▶ TASK STATEMENT: Among the entries below, find the line with "let sum = ED.sc_add(&a, &b);", then quote it and each following line up to and including the line with "let ab = ED.sc_sub(&Key::ZERO, &neg_ab);", and nothing else.

Stored dataset items
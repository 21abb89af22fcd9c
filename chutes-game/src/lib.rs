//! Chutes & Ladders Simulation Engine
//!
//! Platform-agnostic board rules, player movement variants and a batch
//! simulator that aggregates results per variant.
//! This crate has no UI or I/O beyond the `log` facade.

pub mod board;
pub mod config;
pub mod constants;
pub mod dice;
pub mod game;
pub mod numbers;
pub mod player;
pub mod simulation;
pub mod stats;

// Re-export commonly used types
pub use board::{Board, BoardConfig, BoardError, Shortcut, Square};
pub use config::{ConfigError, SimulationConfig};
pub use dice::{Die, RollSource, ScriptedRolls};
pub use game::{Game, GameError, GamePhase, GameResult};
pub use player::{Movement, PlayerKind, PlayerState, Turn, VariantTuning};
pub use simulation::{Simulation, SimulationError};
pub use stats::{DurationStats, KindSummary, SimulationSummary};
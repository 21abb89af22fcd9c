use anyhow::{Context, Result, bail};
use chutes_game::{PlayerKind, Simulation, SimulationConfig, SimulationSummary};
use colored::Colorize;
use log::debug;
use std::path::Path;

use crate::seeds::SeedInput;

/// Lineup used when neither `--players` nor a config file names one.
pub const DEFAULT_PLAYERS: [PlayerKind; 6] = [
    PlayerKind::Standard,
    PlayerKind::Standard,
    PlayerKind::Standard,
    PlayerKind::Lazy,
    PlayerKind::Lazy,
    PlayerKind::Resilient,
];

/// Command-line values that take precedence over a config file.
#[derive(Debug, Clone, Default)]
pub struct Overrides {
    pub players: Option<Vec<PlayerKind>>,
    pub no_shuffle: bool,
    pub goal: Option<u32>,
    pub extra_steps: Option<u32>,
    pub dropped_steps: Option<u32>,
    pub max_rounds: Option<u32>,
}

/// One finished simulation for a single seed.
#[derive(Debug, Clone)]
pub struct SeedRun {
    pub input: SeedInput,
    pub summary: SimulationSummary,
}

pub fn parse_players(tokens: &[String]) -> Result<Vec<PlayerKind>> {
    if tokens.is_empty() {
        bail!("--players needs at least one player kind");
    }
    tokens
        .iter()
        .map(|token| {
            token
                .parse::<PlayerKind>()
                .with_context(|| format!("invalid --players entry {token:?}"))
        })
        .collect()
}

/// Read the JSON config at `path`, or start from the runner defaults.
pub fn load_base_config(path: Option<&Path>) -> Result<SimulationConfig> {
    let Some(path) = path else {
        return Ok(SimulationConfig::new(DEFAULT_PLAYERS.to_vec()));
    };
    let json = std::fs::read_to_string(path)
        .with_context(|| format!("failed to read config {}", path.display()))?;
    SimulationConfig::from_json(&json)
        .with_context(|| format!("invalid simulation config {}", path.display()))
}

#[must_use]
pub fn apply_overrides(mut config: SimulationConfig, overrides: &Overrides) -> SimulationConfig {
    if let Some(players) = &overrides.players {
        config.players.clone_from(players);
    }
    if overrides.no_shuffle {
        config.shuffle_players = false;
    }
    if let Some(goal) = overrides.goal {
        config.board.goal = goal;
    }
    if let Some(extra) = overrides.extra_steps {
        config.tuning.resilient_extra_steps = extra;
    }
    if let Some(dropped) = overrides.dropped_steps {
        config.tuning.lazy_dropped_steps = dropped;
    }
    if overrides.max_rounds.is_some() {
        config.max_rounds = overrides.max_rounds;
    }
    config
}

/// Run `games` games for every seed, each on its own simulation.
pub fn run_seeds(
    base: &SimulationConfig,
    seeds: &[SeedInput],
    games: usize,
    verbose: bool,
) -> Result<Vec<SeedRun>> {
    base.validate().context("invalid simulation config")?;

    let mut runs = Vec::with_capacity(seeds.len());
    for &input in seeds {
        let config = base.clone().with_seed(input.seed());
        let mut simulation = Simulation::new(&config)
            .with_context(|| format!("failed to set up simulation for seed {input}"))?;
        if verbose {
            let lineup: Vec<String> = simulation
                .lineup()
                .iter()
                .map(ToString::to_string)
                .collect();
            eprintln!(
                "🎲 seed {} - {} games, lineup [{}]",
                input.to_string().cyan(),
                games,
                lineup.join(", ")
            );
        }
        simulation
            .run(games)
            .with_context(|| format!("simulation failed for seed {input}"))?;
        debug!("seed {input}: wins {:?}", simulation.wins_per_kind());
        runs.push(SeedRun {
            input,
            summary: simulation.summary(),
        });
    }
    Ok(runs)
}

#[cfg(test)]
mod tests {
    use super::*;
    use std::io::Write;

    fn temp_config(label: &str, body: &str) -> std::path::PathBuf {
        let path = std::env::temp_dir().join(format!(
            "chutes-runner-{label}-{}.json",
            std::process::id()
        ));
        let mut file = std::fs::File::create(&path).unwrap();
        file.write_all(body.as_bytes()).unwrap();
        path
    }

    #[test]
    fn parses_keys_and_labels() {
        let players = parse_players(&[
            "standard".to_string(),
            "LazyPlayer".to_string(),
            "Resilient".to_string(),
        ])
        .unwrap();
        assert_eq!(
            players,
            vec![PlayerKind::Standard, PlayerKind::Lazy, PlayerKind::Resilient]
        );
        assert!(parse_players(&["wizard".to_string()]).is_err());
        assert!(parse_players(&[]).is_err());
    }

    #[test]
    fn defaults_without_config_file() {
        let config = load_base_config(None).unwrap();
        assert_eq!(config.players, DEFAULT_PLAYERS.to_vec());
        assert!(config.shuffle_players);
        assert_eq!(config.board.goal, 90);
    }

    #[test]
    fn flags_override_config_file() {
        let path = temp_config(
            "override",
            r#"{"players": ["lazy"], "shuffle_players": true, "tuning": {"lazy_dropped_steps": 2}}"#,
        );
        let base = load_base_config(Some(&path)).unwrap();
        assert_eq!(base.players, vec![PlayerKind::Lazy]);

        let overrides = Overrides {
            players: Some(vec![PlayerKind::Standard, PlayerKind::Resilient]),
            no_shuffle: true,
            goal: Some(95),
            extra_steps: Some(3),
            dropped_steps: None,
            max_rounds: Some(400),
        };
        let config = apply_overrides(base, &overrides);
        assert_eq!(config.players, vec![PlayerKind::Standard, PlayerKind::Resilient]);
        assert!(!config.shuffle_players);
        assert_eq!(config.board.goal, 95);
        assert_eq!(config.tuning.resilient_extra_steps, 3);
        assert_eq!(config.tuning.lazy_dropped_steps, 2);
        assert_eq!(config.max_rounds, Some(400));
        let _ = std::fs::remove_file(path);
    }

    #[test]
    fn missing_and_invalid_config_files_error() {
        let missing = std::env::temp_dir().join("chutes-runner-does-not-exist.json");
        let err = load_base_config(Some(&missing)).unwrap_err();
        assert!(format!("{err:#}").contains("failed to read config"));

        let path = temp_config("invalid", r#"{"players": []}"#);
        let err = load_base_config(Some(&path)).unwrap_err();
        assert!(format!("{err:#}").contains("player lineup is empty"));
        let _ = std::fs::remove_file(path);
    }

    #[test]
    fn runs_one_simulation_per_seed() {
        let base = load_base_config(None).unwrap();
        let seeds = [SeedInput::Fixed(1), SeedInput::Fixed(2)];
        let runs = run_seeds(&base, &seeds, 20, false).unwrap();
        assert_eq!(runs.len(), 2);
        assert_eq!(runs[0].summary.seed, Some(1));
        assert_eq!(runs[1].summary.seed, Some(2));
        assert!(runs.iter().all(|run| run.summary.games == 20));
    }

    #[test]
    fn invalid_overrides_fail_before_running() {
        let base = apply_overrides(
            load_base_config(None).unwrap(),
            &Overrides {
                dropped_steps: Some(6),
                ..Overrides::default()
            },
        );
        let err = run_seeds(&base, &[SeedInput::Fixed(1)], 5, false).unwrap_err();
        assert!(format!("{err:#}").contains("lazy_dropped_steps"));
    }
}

* * *

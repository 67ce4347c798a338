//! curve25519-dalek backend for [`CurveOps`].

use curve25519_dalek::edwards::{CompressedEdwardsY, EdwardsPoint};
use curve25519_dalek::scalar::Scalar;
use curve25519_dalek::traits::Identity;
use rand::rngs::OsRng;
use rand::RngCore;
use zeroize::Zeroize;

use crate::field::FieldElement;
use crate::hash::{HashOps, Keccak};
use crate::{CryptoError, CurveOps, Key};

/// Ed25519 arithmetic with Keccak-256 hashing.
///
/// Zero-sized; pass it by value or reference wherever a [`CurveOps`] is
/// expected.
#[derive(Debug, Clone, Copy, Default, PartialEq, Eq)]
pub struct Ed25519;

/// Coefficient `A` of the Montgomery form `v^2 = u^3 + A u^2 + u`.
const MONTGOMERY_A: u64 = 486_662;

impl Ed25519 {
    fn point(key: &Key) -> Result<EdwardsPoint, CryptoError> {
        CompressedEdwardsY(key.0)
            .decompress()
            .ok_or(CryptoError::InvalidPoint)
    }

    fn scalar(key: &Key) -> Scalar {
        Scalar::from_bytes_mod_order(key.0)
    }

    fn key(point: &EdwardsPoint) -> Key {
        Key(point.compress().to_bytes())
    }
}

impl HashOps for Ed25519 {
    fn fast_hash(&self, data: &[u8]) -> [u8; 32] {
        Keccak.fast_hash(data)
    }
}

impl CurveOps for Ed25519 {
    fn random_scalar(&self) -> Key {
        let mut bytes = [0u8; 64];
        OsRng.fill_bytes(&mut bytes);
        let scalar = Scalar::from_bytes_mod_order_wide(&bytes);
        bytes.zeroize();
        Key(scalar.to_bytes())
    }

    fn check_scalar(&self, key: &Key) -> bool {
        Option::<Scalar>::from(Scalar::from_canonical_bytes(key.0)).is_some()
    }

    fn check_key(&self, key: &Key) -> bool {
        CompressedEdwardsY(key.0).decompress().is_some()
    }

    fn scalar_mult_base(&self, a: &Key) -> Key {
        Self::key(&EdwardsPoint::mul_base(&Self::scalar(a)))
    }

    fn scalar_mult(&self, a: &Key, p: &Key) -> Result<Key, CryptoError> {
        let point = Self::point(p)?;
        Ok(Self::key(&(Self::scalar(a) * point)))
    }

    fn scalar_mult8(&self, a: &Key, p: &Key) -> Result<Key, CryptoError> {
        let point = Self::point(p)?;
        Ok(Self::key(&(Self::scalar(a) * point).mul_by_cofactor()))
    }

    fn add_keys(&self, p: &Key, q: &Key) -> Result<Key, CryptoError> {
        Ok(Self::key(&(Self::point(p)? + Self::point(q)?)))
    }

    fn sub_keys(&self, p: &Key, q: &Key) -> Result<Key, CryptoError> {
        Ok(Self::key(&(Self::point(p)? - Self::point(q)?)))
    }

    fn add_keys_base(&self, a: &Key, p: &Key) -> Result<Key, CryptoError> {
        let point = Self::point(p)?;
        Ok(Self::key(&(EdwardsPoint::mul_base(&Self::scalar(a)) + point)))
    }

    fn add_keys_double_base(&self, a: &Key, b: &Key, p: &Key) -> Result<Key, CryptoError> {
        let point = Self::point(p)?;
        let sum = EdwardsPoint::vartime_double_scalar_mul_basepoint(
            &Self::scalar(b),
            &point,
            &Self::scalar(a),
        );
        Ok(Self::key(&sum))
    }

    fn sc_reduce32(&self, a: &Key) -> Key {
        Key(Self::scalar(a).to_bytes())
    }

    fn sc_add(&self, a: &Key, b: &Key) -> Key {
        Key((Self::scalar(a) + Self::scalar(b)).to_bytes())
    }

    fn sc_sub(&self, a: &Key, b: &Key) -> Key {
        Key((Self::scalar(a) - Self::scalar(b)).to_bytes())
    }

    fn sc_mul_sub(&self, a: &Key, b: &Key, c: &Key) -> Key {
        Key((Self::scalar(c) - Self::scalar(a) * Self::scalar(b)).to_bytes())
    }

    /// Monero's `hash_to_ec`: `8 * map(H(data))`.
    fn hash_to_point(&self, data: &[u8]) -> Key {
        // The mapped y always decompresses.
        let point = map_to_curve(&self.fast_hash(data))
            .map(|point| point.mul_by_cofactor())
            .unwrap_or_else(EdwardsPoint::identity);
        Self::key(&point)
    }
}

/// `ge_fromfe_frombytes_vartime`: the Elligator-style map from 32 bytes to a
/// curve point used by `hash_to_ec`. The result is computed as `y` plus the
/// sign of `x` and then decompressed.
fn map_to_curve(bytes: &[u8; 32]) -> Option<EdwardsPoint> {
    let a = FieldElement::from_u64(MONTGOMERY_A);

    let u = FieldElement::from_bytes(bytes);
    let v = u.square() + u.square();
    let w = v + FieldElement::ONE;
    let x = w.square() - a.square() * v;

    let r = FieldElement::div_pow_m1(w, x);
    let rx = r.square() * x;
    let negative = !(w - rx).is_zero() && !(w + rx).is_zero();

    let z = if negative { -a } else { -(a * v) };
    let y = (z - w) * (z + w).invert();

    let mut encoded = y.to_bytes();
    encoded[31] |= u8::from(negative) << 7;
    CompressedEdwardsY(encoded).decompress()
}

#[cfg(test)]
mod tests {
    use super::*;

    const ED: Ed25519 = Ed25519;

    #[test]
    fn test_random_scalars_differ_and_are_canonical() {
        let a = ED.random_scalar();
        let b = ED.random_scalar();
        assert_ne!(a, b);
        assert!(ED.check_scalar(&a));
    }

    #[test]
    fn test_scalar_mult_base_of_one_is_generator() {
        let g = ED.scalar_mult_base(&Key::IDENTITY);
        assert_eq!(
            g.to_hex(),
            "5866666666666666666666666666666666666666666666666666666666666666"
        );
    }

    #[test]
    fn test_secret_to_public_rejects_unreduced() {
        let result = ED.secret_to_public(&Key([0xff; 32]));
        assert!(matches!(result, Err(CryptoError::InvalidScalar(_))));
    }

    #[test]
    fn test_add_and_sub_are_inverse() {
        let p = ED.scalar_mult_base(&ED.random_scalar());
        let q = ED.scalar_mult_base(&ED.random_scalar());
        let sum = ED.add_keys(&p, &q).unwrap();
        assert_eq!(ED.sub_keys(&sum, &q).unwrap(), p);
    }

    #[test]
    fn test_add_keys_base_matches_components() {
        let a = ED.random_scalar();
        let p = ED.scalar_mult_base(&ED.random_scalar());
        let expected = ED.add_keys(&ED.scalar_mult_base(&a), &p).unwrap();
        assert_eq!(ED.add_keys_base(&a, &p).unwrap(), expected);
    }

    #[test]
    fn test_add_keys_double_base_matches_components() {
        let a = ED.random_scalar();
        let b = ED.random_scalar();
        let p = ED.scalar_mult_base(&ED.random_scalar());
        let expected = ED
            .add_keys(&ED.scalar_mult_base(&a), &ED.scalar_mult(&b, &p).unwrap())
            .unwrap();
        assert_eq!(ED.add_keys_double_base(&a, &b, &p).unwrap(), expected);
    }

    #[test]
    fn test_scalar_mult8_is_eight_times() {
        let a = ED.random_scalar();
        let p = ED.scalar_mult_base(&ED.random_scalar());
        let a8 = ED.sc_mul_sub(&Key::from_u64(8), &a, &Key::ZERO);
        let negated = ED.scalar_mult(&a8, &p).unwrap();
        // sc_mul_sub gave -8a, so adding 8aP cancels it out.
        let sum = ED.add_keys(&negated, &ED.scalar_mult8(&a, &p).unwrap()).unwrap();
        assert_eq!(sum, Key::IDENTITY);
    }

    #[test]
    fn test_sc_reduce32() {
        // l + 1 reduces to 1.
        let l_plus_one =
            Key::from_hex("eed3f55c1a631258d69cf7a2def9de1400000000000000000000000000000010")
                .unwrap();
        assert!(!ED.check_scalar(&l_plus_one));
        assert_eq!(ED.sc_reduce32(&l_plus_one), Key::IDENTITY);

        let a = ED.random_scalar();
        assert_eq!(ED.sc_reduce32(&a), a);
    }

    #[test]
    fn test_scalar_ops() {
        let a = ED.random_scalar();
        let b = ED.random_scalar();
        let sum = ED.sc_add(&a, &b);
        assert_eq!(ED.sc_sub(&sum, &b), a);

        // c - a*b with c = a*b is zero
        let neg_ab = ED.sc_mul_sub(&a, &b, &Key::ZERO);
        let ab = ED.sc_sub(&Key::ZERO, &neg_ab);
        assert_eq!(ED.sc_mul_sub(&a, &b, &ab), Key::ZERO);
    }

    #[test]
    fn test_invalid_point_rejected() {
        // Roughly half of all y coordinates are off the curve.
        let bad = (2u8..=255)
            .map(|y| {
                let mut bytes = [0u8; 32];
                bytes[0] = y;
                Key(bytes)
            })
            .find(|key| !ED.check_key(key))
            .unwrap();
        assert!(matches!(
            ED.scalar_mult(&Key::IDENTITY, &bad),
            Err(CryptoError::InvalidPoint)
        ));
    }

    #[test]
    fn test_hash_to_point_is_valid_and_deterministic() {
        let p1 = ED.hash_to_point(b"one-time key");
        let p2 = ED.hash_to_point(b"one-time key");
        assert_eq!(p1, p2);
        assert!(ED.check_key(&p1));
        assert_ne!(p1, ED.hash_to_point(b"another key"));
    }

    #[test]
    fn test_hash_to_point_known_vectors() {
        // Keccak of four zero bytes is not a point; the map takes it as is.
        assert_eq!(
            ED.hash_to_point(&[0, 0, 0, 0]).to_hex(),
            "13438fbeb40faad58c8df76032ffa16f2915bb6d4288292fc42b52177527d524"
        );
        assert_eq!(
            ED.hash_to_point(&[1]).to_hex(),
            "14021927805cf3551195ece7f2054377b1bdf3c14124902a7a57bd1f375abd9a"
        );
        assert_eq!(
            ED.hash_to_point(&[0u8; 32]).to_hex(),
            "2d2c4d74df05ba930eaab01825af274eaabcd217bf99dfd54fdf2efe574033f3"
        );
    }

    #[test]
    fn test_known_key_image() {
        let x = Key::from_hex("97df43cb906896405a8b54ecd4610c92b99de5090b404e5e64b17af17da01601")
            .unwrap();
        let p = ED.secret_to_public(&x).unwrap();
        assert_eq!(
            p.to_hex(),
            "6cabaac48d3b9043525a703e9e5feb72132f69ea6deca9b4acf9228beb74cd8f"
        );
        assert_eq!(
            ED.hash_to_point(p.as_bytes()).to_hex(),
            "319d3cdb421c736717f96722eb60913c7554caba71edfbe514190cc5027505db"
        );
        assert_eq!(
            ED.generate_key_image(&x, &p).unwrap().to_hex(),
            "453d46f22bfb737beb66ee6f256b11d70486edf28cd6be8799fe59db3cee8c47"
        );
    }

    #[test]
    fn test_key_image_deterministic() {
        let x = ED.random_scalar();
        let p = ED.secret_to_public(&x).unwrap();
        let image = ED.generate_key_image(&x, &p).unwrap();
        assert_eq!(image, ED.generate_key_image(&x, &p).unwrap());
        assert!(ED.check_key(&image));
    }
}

==

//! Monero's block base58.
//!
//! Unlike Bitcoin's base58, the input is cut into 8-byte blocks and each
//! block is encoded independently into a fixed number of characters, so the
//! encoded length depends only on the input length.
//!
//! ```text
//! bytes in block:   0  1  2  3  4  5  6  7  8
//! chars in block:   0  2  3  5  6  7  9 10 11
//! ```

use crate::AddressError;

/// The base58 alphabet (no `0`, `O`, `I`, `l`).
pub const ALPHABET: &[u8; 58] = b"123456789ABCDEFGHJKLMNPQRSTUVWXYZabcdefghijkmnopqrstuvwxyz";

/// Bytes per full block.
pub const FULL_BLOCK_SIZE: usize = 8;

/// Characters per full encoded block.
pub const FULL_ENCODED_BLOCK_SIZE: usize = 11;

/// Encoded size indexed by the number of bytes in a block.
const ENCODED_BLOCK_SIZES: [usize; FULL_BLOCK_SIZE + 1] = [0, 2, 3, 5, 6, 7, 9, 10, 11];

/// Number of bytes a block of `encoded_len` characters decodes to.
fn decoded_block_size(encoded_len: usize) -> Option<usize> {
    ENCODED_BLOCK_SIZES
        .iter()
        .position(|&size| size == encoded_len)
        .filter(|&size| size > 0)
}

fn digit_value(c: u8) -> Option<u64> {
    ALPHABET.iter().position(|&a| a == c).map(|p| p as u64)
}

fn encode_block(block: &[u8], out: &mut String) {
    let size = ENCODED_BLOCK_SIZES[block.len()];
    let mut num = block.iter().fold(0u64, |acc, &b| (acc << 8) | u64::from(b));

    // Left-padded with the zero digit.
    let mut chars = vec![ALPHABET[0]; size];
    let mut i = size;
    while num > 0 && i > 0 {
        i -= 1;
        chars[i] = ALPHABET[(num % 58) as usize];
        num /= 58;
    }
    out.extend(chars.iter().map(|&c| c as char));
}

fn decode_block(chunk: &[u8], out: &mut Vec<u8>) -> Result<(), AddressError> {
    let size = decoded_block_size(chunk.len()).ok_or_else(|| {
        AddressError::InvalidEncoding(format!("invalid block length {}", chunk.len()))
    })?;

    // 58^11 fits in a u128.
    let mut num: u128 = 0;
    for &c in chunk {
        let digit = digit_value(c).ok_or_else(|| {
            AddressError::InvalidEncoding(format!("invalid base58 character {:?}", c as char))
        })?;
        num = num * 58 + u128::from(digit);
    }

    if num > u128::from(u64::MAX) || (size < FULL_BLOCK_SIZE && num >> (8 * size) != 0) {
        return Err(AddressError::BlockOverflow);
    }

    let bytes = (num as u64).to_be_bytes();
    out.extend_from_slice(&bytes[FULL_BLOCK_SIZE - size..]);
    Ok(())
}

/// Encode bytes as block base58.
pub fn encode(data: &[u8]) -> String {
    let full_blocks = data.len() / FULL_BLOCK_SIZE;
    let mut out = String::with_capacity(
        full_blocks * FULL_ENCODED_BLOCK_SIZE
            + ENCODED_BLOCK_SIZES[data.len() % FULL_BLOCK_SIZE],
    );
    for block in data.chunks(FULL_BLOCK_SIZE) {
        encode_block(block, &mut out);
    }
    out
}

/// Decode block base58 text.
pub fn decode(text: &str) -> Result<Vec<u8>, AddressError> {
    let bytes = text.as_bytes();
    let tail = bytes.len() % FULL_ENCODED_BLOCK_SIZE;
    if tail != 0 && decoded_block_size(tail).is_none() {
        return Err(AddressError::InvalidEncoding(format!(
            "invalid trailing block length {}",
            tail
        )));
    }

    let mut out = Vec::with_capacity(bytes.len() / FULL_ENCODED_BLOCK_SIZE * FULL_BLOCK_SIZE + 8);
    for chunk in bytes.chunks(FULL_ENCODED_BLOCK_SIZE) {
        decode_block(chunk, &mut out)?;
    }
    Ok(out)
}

▶ EXERCISE ANSWER:
        let sum = ED.sc_add(&a, &b);
        assert_eq!(ED.sc_sub(&sum, &b), a);

        // c - a*b with c = a*b is zero
        let neg_ab = ED.sc_mul_sub(&a, &b, &Key::ZERO);
        let ab = ED.sc_sub(&Key::ZERO, &neg_ab);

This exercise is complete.